— THE TASK —
For the entries that follow, count the lines containing the string "PullRequestReviewComment" and write only the number.

— DATA EXTRACTS —
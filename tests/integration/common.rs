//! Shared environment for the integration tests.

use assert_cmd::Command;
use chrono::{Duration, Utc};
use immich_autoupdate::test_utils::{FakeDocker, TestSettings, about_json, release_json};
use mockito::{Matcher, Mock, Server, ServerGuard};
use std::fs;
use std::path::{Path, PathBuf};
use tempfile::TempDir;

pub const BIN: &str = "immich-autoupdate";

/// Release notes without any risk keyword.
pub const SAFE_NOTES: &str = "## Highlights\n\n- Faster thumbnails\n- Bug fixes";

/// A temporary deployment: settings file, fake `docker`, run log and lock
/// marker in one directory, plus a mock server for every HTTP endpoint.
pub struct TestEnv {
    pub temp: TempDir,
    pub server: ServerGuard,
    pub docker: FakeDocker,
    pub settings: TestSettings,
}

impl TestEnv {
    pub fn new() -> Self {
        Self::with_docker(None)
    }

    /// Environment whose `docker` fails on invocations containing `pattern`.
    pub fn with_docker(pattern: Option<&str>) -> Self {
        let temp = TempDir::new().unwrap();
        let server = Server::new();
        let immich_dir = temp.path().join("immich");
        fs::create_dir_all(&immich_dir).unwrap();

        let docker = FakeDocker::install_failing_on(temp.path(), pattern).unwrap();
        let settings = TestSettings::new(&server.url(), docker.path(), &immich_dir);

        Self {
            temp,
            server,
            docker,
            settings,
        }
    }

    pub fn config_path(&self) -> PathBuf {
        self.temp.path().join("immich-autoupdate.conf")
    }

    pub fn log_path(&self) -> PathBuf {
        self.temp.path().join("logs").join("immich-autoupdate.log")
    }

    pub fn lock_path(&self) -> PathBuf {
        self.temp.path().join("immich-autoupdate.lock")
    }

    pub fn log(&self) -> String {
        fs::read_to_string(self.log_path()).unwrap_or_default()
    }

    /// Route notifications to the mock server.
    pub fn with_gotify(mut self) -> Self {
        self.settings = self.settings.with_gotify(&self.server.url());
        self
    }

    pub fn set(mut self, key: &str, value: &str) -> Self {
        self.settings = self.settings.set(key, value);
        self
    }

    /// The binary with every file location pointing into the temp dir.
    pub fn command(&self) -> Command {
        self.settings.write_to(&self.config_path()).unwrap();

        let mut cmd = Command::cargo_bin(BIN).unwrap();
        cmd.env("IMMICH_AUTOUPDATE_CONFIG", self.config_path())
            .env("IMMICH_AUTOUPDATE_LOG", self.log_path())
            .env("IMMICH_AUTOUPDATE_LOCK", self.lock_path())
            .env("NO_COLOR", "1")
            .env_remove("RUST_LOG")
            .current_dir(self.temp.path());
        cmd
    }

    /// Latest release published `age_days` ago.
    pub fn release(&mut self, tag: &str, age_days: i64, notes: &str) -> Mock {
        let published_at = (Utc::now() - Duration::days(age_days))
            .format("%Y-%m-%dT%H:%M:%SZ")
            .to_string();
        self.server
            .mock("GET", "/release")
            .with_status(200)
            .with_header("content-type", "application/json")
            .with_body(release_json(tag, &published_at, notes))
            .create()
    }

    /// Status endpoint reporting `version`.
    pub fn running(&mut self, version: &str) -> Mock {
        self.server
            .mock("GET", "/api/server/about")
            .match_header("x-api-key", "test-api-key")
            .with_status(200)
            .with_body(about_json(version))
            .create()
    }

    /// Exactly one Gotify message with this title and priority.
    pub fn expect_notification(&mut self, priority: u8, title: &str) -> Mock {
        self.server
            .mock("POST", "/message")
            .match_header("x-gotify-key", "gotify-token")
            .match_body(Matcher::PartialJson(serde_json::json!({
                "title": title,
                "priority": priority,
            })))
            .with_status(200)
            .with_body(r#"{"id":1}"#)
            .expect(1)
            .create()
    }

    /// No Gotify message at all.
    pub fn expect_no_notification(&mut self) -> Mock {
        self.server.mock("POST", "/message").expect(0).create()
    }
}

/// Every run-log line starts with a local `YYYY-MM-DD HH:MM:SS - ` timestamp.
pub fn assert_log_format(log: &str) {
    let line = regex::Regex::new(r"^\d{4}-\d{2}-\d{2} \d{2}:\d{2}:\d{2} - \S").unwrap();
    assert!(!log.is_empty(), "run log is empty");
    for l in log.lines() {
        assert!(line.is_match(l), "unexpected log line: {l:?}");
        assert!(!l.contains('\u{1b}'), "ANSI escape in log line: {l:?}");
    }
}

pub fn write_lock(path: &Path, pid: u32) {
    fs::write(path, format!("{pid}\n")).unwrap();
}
--
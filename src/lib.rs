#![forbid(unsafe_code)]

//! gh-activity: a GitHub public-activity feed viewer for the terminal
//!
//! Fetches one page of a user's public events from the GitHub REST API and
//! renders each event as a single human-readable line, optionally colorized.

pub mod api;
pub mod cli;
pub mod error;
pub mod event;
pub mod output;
--
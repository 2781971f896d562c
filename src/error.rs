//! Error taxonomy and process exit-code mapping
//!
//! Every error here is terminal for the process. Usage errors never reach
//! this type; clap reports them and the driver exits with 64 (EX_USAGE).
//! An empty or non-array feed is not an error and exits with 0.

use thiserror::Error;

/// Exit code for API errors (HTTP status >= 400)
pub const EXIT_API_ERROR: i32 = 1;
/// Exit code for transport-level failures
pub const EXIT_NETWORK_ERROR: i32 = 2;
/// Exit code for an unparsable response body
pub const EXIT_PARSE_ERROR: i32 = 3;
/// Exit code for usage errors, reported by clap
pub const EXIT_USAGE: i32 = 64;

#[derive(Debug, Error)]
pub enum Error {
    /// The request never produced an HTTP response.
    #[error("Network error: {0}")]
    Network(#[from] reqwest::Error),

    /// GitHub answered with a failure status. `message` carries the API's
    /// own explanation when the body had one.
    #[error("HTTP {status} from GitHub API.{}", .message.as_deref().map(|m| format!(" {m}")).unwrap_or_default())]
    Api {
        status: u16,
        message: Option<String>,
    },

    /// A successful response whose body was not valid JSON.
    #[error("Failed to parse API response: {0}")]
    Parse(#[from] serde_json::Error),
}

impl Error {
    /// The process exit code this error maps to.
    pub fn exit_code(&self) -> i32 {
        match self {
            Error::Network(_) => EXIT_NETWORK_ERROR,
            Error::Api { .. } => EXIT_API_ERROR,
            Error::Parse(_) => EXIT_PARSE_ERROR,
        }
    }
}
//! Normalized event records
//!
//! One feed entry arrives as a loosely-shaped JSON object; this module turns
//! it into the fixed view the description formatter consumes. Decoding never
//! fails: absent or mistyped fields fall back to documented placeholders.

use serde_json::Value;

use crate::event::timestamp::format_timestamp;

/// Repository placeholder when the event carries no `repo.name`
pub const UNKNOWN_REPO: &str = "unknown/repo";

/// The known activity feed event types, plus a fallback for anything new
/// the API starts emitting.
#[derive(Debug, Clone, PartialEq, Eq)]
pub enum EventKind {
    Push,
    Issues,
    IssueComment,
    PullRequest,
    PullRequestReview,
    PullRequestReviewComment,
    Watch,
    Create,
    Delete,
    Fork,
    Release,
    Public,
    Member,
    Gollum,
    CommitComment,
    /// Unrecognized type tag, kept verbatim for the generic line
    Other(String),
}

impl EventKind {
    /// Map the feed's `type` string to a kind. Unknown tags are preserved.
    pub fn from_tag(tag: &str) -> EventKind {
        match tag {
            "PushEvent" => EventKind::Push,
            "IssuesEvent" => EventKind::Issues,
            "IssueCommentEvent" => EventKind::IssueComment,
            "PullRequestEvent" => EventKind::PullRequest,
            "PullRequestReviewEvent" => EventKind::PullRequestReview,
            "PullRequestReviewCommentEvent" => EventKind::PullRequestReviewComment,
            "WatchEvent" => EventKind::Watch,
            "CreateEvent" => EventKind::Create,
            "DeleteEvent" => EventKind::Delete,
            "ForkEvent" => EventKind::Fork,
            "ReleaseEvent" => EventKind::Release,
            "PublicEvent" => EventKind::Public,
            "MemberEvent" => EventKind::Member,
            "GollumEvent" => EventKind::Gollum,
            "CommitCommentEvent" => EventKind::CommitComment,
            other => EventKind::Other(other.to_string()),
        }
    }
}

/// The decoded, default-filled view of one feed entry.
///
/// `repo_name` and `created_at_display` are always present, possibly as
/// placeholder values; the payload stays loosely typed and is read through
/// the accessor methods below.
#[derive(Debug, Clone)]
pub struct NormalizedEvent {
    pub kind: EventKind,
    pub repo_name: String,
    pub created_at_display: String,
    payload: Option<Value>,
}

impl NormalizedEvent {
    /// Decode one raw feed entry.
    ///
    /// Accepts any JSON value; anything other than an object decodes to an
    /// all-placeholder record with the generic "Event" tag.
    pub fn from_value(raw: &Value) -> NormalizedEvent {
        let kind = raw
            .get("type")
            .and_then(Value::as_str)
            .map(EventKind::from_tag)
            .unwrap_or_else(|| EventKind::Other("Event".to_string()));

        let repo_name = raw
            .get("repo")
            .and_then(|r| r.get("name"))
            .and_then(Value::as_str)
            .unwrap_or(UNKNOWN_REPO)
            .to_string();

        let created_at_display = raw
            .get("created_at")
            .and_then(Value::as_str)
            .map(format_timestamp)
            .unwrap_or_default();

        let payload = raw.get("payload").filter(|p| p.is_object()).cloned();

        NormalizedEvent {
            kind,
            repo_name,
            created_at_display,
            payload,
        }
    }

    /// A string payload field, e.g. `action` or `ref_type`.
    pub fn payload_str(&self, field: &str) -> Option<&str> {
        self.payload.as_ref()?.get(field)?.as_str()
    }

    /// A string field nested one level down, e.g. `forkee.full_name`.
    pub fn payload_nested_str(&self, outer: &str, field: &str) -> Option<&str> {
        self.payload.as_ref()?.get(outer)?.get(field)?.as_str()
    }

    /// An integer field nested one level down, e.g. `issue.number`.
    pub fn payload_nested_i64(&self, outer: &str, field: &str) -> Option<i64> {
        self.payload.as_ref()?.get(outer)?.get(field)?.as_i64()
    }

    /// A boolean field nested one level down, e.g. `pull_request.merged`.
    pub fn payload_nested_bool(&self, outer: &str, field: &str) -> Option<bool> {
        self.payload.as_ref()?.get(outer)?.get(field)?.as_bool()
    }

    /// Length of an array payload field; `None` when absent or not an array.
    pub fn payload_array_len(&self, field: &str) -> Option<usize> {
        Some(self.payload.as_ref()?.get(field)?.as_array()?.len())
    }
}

— RESULT FOR THIS EXERCISE —
2